Turkeys tend to be more aggressive during the spring mating season. Occasionally, a male will see his reflection in a car door and start pecking at his own image as if fighting a rival.
If you’re bothered by turkeys in your yard, Widholm suggests removing bird feeders and other food sources for at least a few weeks. And if a turkey doesn’t stray out of your way, Widholm says you shouldn’t be afraid to “hold your ground” by shouting, waving a broom or hosing the bird down with a garden hose.
Wisconsin allows people to hunt a limited number of turkeys in the spring. And, outside the hunting season, it is possible to apply for a permit from the MRN to allow the removal of turkeys deemed harmful.
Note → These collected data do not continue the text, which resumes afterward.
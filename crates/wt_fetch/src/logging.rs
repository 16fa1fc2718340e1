use std::sync::Once;
use tracing::Level;
use tracing_subscriber::EnvFilter;

static INIT: Once = Once::new();

/// `-v` count to max level: none is INFO, one is DEBUG, more is TRACE.
pub fn level_for(verbosity: u8) -> Level {
    match verbosity {
        0 => Level::INFO,
        1 => Level::DEBUG,
        _ => Level::TRACE,
    }
}

/// Install the global subscriber once. `RUST_LOG` wins over `verbosity`.
pub fn init_logging(verbosity: u8) {
    if !tracing::dispatcher::has_been_set() {
        INIT.call_once(|| {
            let filter = EnvFilter::try_from_default_env()
                .unwrap_or_else(|_| EnvFilter::new(level_for(verbosity).as_str()));
            let _ = tracing_subscriber::fmt()
                .with_env_filter(filter)
                .with_target(false)
                .with_writer(std::io::stderr)
                .try_init();
        });
    }
}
This is usually due to complaints of turkeys chasing humans, disrupting traffic or causing property damage, said Brad Koele, DNR wildlife damage coordinator.
This year, the DNR issued 22 such permits, which could allow turkeys to be moved or killed, Koele said.
People can apply for permits for private residences or businesses and many are given at airports, due to concerns about turkeys disrupting planes, Koele said.
Only three of the nuisance permits were granted to municipalities in 2022. In the town of Wauwatosa, where the abundant so-called “Tosa turkeys” have a love-hate relationship with locals, the city has brought in contractors to kill three “aggressive” turkeys before donating their meat to pantries, the Milwaukee Journal Sentinel reported.
Also this year, the city of Oshkosh killed four nuisance turkeys and donated their meat, and the village of Jackson obtained a nuisance permit but ultimately did not remove any turkeys, Koele said.
Although the turkeys in his Madison neighborhood can be scrappy, Evans considers it a treat to be around the birds.
“I’ve definitely heard people say, ‘Oh, they’re such ugly birds’ or ‘they’re so dirty’ or ‘they’re so dirty,'” she said. “I do not agree. I don’t take for granted how cool it is that we have this community where there are humans and these wild birds co-existing quite peacefully.”